Once you have read the entries below, repeat all of them exactly.

=== Dataset excerpts ===

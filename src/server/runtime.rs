//! Runtime control for [`AmqpServer`].

mod accept;
mod backoff;

use std::sync::Arc;

#[cfg(test)]
pub(super) use accept::MockAcceptListener;
pub(super) use accept::{AcceptLoopOptions, accept_loop};
pub use backoff::BackoffConfig;
use futures::Future;
use log::{info, warn};
use tokio::{select, signal};
use tokio_util::{sync::CancellationToken, task::TaskTracker};

use super::{AmqpServer, Bound, ServerError};
use crate::connection::active_connection_count;

impl AmqpServer<Bound> {
    /// Serve until the process receives Ctrl+C.
    ///
    /// # Examples
    ///
    /// ```no_run
    /// use std::sync::Arc;
    ///
    /// use amqpframe::{broker::MemoryBroker, server::AmqpServer};
    ///
    /// # #[tokio::main]
    /// # async fn main() -> Result<(), amqpframe::server::ServerError> {
    /// let server = AmqpServer::new(Arc::new(MemoryBroker::new().auto_create(true)))
    ///     .bind(([127, 0, 0, 1], 5672).into())?;
    /// server.run().await?;
    /// # Ok(())
    /// # }
    /// ```
    ///
    /// Attempting to run a server without binding fails to compile:
    ///
    /// ```compile_fail
    /// use std::sync::Arc;
    ///
    /// use amqpframe::{broker::MemoryBroker, server::AmqpServer};
    ///
    /// async fn try_run() {
    ///     AmqpServer::new(Arc::new(MemoryBroker::new()))
    ///         .run()
    ///         .await
    ///         .expect("unbound servers do not expose run()");
    /// }
    /// ```
    ///
    /// # Errors
    ///
    /// Never fails today; accept errors are retried after a pause.
    pub async fn run(self) -> Result<(), ServerError> {
        self.run_with_shutdown(async {
            let _ = signal::ctrl_c().await;
        })
        .await
    }

    /// Run the server until the `shutdown` future resolves.
    ///
    /// On shutdown the workers stop accepting and every open connection is
    /// sent a `Close` before its transport is shut down. The call returns
    /// once all connection tasks have finished.
    ///
    /// # Examples
    ///
    /// ```
    /// use std::sync::Arc;
    ///
    /// use amqpframe::{broker::MemoryBroker, server::AmqpServer};
    /// use tokio::sync::oneshot;
    ///
    /// # #[tokio::main]
    /// # async fn main() -> Result<(), amqpframe::server::ServerError> {
    /// let server = AmqpServer::new(Arc::new(MemoryBroker::new())).bind(([127, 0, 0, 1], 0).into())?;
    ///
    /// let (tx, rx) = oneshot::channel::<()>();
    /// let handle = tokio::spawn(async move {
    ///     server
    ///         .run_with_shutdown(async {
    ///             let _ = rx.await;
    ///         })
    ///         .await
    /// });
    ///
    /// let _ = tx.send(());
    /// handle
    ///     .await
    ///     .expect("join server task")
    ///     .expect("server run failed");
    /// # Ok(())
    /// # }
    /// ```
    ///
    /// # Errors
    ///
    /// Accept failures are retried with exponential back-off and do not
    /// surface as errors.
    #[expect(
        clippy::integer_division_remainder_used,
        reason = "tokio::select! expands to modulus internally"
    )]
    pub async fn run_with_shutdown<F>(self, shutdown: F) -> Result<(), ServerError>
    where
        F: Future<Output = ()> + Send,
    {
        let AmqpServer {
            context,
            workers,
            ready_tx,
            backoff_config,
            state: Bound { listener },
        } = self;
        let shutdown_token = CancellationToken::new();
        let tracker = TaskTracker::new();
        let options = || AcceptLoopOptions {
            shutdown: shutdown_token.clone(),
            tracker: tracker.clone(),
            backoff: backoff_config,
        };
        (0..workers).for_each(|_| {
            tracker.spawn(accept_loop(Arc::clone(&listener), context.clone(), options()));
        });
        info!("accepting connections: workers={workers}, addr={:?}", listener.local_addr().ok());

        if ready_tx.is_some_and(|tx| tx.send(()).is_err()) {
            warn!("readiness receiver dropped before the server started");
        }

        select! {
            () = shutdown => {
                info!(
                    "shutting down: open_connections={}",
                    active_connection_count()
                );
                shutdown_token.cancel();
            }
            () = tracker.wait() => {}
        }

        tracker.close();
        tracker.wait().await;
        info!("all connections closed");
        Ok(())
    }
}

===

* Answer for this exercise:
filename src/server/runtime.rs
//! Runtime control for [`AmqpServer`].

mod accept;
mod backoff;

use std::sync::Arc;

#[cfg(test)]
pub(super) use accept::MockAcceptListener;
pub(super) use accept::{AcceptLoopOptions, accept_loop};
pub use backoff::BackoffConfig;
use futures::Future;
use log::{info, warn};
use tokio::{select, signal};
use tokio_util::{sync::CancellationToken, task::TaskTracker};

use super::{AmqpServer, Bound, ServerError};
use crate::connection::active_connection_count;

impl AmqpServer<Bound> {
    /// Serve until the process receives Ctrl+C.
    ///
    /// # Examples
    ///
    /// ```no_run
    /// use std::sync::Arc;
    ///
    /// use amqpframe::{broker::MemoryBroker, server::AmqpServer};
    ///
    /// # #[tokio::main]
    /// # async fn main() -> Result<(), amqpframe::server::ServerError> {
    /// let server = AmqpServer::new(Arc::new(MemoryBroker::new().auto_create(true)))
    ///     .bind(([127, 0, 0, 1], 5672).into())?;
    /// server.run().await?;
    /// # Ok(())
    /// # }
    /// ```
    ///
    /// Attempting to run a server without binding fails to compile:
    ///
    /// ```compile_fail
    /// use std::sync::Arc;
    ///
    /// use amqpframe::{broker::MemoryBroker, server::AmqpServer};
    ///
    /// async fn try_run() {
    ///     AmqpServer::new(Arc::new(MemoryBroker::new()))
    ///         .run()
    ///         .await
    ///         .expect("unbound servers do not expose run()");
    /// }
    /// ```
    ///
    /// # Errors
    ///
    /// Never fails today; accept errors are retried after a pause.
    pub async fn run(self) -> Result<(), ServerError> {
        self.run_with_shutdown(async {
            let _ = signal::ctrl_c().await;
        })
        .await
    }

    /// Run the server until the `shutdown` future resolves.
    ///
    /// On shutdown the workers stop accepting and every open connection is
    /// sent a `Close` before its transport is shut down. The call returns
    /// once all connection tasks have finished.
    ///
    /// # Examples
    ///
    /// ```
    /// use std::sync::Arc;
    ///
    /// use amqpframe::{broker::MemoryBroker, server::AmqpServer};
    /// use tokio::sync::oneshot;
    ///
    /// # #[tokio::main]
    /// # async fn main() -> Result<(), amqpframe::server::ServerError> {
    /// let server = AmqpServer::new(Arc::new(MemoryBroker::new())).bind(([127, 0, 0, 1], 0).into())?;
    ///
    /// let (tx, rx) = oneshot::channel::<()>();
    /// let handle = tokio::spawn(async move {
    ///     server
    ///         .run_with_shutdown(async {
    ///             let _ = rx.await;
    ///         })
    ///         .await
    /// });
    ///
    /// let _ = tx.send(());
    /// handle
    ///     .await
    ///     .expect("join server task")
    ///     .expect("server run failed");
    /// # Ok(())
    /// # }
    /// ```
    ///
    /// # Errors
    ///
    /// Accept failures are retried with exponential back-off and do not
    /// surface as errors.
    #[expect(
        clippy::integer_division_remainder_used,
        reason = "tokio::select! expands to modulus internally"
    )]
    pub async fn run_with_shutdown<F>(self, shutdown: F) -> Result<(), ServerError>
    where
        F: Future<Output = ()> + Send,
    {
        let AmqpServer {
            context,
            workers,
            ready_tx,
            backoff_config,
            state: Bound { listener },
        } = self;
        let shutdown_token = CancellationToken::new();
        let tracker = TaskTracker::new();
        let options = || AcceptLoopOptions {
            shutdown: shutdown_token.clone(),
            tracker: tracker.clone(),
            backoff: backoff_config,
        };
        (0..workers).for_each(|_| {
            tracker.spawn(accept_loop(Arc::clone(&listener), context.clone(), options()));
        });
        info!("accepting connections: workers={workers}, addr={:?}", listener.local_addr().ok());

        if ready_tx.is_some_and(|tx| tx.send(()).is_err()) {
            warn!("readiness receiver dropped before the server started");
        }

        select! {
            () = shutdown => {
                info!(
                    "shutting down: open_connections={}",
                    active_connection_count()
                );
                shutdown_token.cancel();
            }
            () = tracker.wait() => {}
        }

        tracker.close();
        tracker.wait().await;
        info!("all connections closed");
        Ok(())
    }
}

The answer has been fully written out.